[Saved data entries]
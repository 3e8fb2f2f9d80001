use tracing::{info, warn};

use plantdesk_auth_types::Identity;
use plantdesk_domain::{id::UserId, profile::Profile, role::Role};

use crate::domain::repository::{IdentityVerifier, ProfileRepository, RoleRepository};
use crate::error::AccessServiceError;

/// Checks shared by every privileged operation, in contract order: the
/// bearer credential is present, it resolves to an identity, and the caller
/// holds an admin assignment in the role store (admin status is never taken
/// from token claims).
pub(crate) async fn authorize_admin<I: IdentityVerifier, R: RoleRepository>(
    identity: &I,
    roles: &R,
    bearer_token: Option<&str>,
) -> Result<Identity, AccessServiceError> {
    let Some(token) = bearer_token else {
        warn!("privileged call rejected: no authorization header");
        return Err(AccessServiceError::NoAuthHeader);
    };

    let Some(caller) = identity.verify(token).await? else {
        warn!("privileged call rejected: token did not verify");
        return Err(AccessServiceError::InvalidToken);
    };

    let assignment = roles.find_by_user(&caller.user_id).await?;
    if !assignment.is_some_and(|a| a.role.is_admin()) {
        warn!(caller = %caller.user_id, "privileged call rejected: caller is not an admin");
        return Err(AccessServiceError::AdminRequired);
    }

    Ok(caller)
}

// ── UpdateUserRole ───────────────────────────────────────────────────────────

/// Raw request material for a role change. Field presence is validated here
/// rather than at the extractor so that failure ordering matches the
/// contract: authorization is decided before the body is looked at.
pub struct UpdateUserRoleInput {
    pub bearer_token: Option<String>,
    pub target_user_id: Option<String>,
    pub new_role: Option<String>,
}

#[derive(Debug)]
pub struct UpdateUserRoleOutput {
    pub target: Profile,
    /// Role read before the write; `None` when this was a first assignment.
    pub previous_role: Option<Role>,
    pub new_role: Role,
}

/// The only sanctioned path to change a user's role.
pub struct UpdateUserRoleUseCase<I, P, R> {
    pub identity: I,
    pub profiles: P,
    pub roles: R,
}

impl<I, P, R> UpdateUserRoleUseCase<I, P, R>
where
    I: IdentityVerifier,
    P: ProfileRepository,
    R: RoleRepository,
{
    pub async fn execute(
        &self,
        input: UpdateUserRoleInput,
    ) -> Result<UpdateUserRoleOutput, AccessServiceError> {
        let caller =
            authorize_admin(&self.identity, &self.roles, input.bearer_token.as_deref()).await?;

        let (target_user_id, new_role_value) = match (input.target_user_id, input.new_role) {
            (Some(target), Some(role)) => (target, role),
            _ => {
                warn!(caller = %caller.user_id, "role change rejected: missing fields");
                return Err(AccessServiceError::MissingFields);
            }
        };

        let Some(new_role) = Role::parse(&new_role_value) else {
            warn!(
                caller = %caller.user_id,
                requested = %new_role_value,
                "role change rejected: role outside the enumeration"
            );
            return Err(AccessServiceError::InvalidRole);
        };

        let target_user_id = UserId::from(target_user_id);
        if target_user_id == caller.user_id {
            warn!(caller = %caller.user_id, "role change rejected: self-modification");
            return Err(AccessServiceError::SelfModification);
        }

        let Some(target) = self.profiles.find_by_user(&target_user_id).await? else {
            warn!(
                caller = %caller.user_id,
                target_user = %target_user_id,
                "role change rejected: target has no profile"
            );
            return Err(AccessServiceError::TargetNotFound);
        };

        // `previous_role` is read before the write and is best-effort only:
        // a concurrent change committing between this read and the write
        // below makes it stale (last writer wins at the row level).
        let previous_role = self
            .roles
            .find_by_user(&target_user_id)
            .await?
            .map(|a| a.role);

        match previous_role {
            Some(_) => self.roles.update_role(&target_user_id, new_role).await?,
            None => self.roles.insert(&target_user_id, new_role).await?,
        }

        info!(
            target_user = %target_user_id,
            target_name = %target.name,
            previous_role = previous_role.map(Role::as_str).unwrap_or("none"),
            new_role = new_role.as_str(),
            acting_admin = %caller.user_id,
            "user role changed"
        );

        Ok(UpdateUserRoleOutput {
            target,
            previous_role,
            new_role,
        })
    }
}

--- Try it ---
Which lines of the records above contain the word "String"? Copy each of them.

--- Result of this task ---
    pub bearer_token: Option<String>,
    pub target_user_id: Option<String>,
    pub new_role: Option<String>,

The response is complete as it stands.